GTA4 definitely works in Windows 7. I installed it in XP (DirectX 9) and Windows 7 RC (DirectX 10) on the same computer with no problems, and no need to use compatibility mode or any other workarounds.

Are you using the beta or RC version of 7?

Are your drivers, DirectX, MS Updates, etc all up to date?

Does the error message say anything else apart from Catastrophic Failure? At what point in the installation does it appear?

Please post your system specs. Are you using the same computer for XP and 7?


----------



## newn (Aug 9, 2009)

Thanks! and thanks for reply.
Using RTM (yea, it's legal), up-to-date nvidia drivers, ms-updates everything downloaded, DirectX, never updated this one. it was with windows and i'v installed it one more time with Sacred 2. Other drivers are up to date too same as nvidia.
No, only content Grand Theft Auto IV. At the start. When starting copying some *.bik file 3 letters i think, you would notice it i think, sorry, it's 2:45AM here.
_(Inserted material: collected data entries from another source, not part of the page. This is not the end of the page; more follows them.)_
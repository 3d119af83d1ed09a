//! # GraphSync Server
//!
//! Relay server and session hub for GraphSync.
//!
//! This crate provides:
//! - `SyncServer`, which merges the commits clients push into its own replica
//!   and relays the effective result to the other clients
//! - `SessionHub`, which hosts isolated sessions, each with its own model and
//!   server
//! - Server and hub configuration
//!
//! # Architecture
//!
//! The server is transport-agnostic. Whatever accepts connections (a
//! WebSocket endpoint, an in-memory channel in tests) registers each
//! client's `MessageSink` with the server and feeds the messages it receives
//! to `SyncServer::handle`. All replies and broadcasts go through the sinks.
//!
//! # Protocol
//!
//! 1. On connect the server sends `connected` with the client's id, then
//!    `full-state`
//! 2. Clients `push` their commits; the server merges them and relays the
//!    merged commits to the other clients
//! 3. A client whose commits are too old to merge receives `full-state`
//! 4. The server's own commits are pushed to every client

#![deny(unsafe_code)]
#![warn(missing_docs)]
#![warn(clippy::unwrap_used, clippy::expect_used, clippy::panic)]
#![cfg_attr(test, allow(clippy::unwrap_used, clippy::expect_used, clippy::panic))]

mod config;
mod error;
mod hub;
mod server;

pub use config::{HubConfig, ServerConfig, SERVER_PRIORITY};
pub use error::{ServerError, ServerResult};
pub use hub::{HubEvent, ModelFactory, SessionHub};
pub use server::{ServerEvent, SyncServer};

// Servers and hubs are driven from connection tasks on any thread.
const _: () = {
    const fn assert_send_sync<T: Send + Sync>() {}
    assert_send_sync::<SyncServer>();
    assert_send_sync::<SessionHub>();
};
//! # GraphSync Model
//!
//! Schema-less observable entity graph.
//!
//! This crate provides:
//! - `Registry`, the gid-keyed index of live entities with `Added`/`Removed`
//!   events
//! - `Entity`, an observable node with scalar, reference and collection
//!   fields
//! - `export` / `set_data` to convert between live entities and protocol
//!   `Value`s
//! - `Observers` / `Subscription`, the notification primitive everything
//!   else is built on
//!
//! ## Event Ordering
//!
//! - Events fire after internal locks are released
//! - Observers run in subscription order
//! - Entities created by `set_data` or a builder are registered only once
//!   their initial fields are in place

#![deny(unsafe_code)]
#![warn(missing_docs)]

mod entity;
mod error;
mod field;
mod observers;
mod registry;

pub use entity::{CollectionChange, Entity, EntityEvent, ExportOptions, PropertyChange};
pub use error::{ModelError, ModelResult};
pub use field::Field;
pub use observers::{Observers, Subscription};
pub use registry::{EntityBuilder, Registry, RegistryEvent};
Yes, same computer. That's why i said specs are not needed. No parts changed. Only one thing Windows reinstalled. And XP was 86x, 7 is 64bit.


----------



## Aus_Karlos (Mar 10, 2007)

What error code is displayed when the catastrophic error occurs?


----------



## newn (Aug 9, 2009)

No code, only feature transfer error. And my DVD is OKAY. I'v installed GTAIV some time ago and now copied all files to HDD.


----------



## Muhammad Moiz (Apr 5, 2012)

Aus_Karlos said:


> What error code is displayed when the catastrophic error occurs?


I have the same problem feature transfer error as catastrophic error :S while installing GTAIV in my laptop i3 , infact its easily installed on my other pc dual core :S 

please help me out how to fix it.


----------